Kokesh: I was a Libertarian before going to Iraq, but when I came home I purchased a lifetime membership because I could finally afford it.

ElectBlue:  Did you attend the 2008 Libertarian Convention?

Kokesh: I didn’t attend the Libertarian convention. I listened to most of it on the radio.

ElectBlue: Who are you supporting in this presidential election?

Kokesh:  I don’t know. I have a lot of respect for the other third party candidates. I think what’s important this year is that we show the establishment that there are people who care enough to vote but won’t vote for someone who has the corporate sponsorship.  I’ll say right now that I’m writing in Ron Paul’s name.

ElectBlue: What have you been up to since your appearance at the Republican National Convention earlier this month? Has your life changed now that you’ve been thrown into the national spotlight?

Kokesh:  This isn’t anything too new for me, I guess. It’s cool to come home and have a hundred new Facebook requests!   I’ve been a full-time activist for a year and a half. I’ve been making my presence known as much as possible. It’s been life-changing for me. Now, it’s back to the grind.

ElectBlue: You mention on your blog that you've had some difficulties with the Veterans Administration.  You also noted that after you blogged about the problems you got numerous phone calls from the VA trying to resolve them.  Do you think you’re getting more attention from the Veterans Administration because you’re such a well-known anti-war activist?

Kokesh: Definitely. I wouldn’t be surprised if that’s the case.  Are they getting paid to read my blog?  I took on the Marine Corps [too]. It was a very public case last year. Everybody loves you when you take on McCain because nobody likes him. 

[McCain] really does have a bad record on veterans. My message was straightforward and right on. It’s just a fact. He votes against veterans. It’s a different perspective than what they are trying to put out.

ElectBlue: Did you plan in advance to protest during McCain’s speech at the RNC?

Kokesh:  I decided to do it the morning of. It just happened.

ElectBlue: Did you just walk into the Xcel Center with the signs you were holding?

Kokesh:  Nope. It was 20x50. I folded it up length-wise and duck-taped it to my calf. I was also there the day before for Palin’s speech. I almost disrupted her speech. But that wouldn’t have been as good.

ElectBlue:  What was your goal in making the protest at the RNC?

Kokesh:  One was to piss in McCain’s kool-aid. McCain is a disgrace to veterans.

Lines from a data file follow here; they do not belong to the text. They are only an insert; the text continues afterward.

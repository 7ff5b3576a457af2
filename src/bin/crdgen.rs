//! # CRD Generator
//!
//! Generates Kubernetes CustomResourceDefinition (CRD) YAML from Rust type definitions.
//!
//! ## Usage
//!
//! ```bash
//! # Generate CRD YAML
//! cargo run --bin crdgen > package/crds/helm.m.crossplane.io.yaml
//!
//! # Generate and apply directly
//! cargo run --bin crdgen | kubectl apply -f -
//! ```

fn main() {
    match provider_helm::crd::crd_yaml() {
        Ok(yaml) => {
            println!("# This file is auto-generated by crdgen");
            println!("# DO NOT EDIT THIS FILE MANUALLY");
            print!("{yaml}");
        }
        Err(e) => {
            eprintln!("Failed to serialize CRDs to YAML: {e}");
            std::process::exit(1);
        }
    }
}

Also, injecting my message and to challenge the perception that McCain’s a good veteran and good for veterans. Reframing the debate that we can’t win an occupation. I want to poke a hole in that perception too. A lot of patriotic Republicans don’t’ want to see us lose a war. But we’re not fighting a war. We’re in an occupation. They’re too emotionally invested to think about it objectively or think about it themselves.

ElectBlue:  How do you feel about the war in Afghanistan?

Kokesh:  It’s part of the same occupation and the same failed foreign policy. We might have had a better propaganda. We’re not at war. We’re just making a lot of defense contractors rich.

ElectBlue:  Is your position on Iraq closer to Obama's than McCain's then?

Kokesh:  I can’t in good conscious vote for a pro-war candidate. He’s advocating a surge in Afghanistan and sending troops into Pakistan. And he’s not saying anything about this Russia thing. He wants to keep 40,000 US troops in Iraq indefinitely, on permanent bases, with an increased reliance on private contractor mercenaries like Blackwater and a surge in Afghanistan. His wife is a member of CFR [Council on Foreign Relations]. If anything, Obama is more pro-war than McCain. You gotta read the fine print on Obama. It’s pretty scary.

ElectBlue: What are you long-term plans?

Kokesh:  I want to support Libertarian candidates.

ElectBlue:  Do you have any personal political ambitions?

Kokesh: Yes, I want to run for Congress in my home district in New Mexico when I move back.

I’ve decided to give my life to the cause. Right now, I’m working with the Campaign For Liberty - spreading the good word and inspiring people to take action.

ElectBlue: How do you fund your activism?

Kokesh:  I get paid to speak occasionally. I’m not motivated by money at all. I don’t have any qualms about being a broke activist.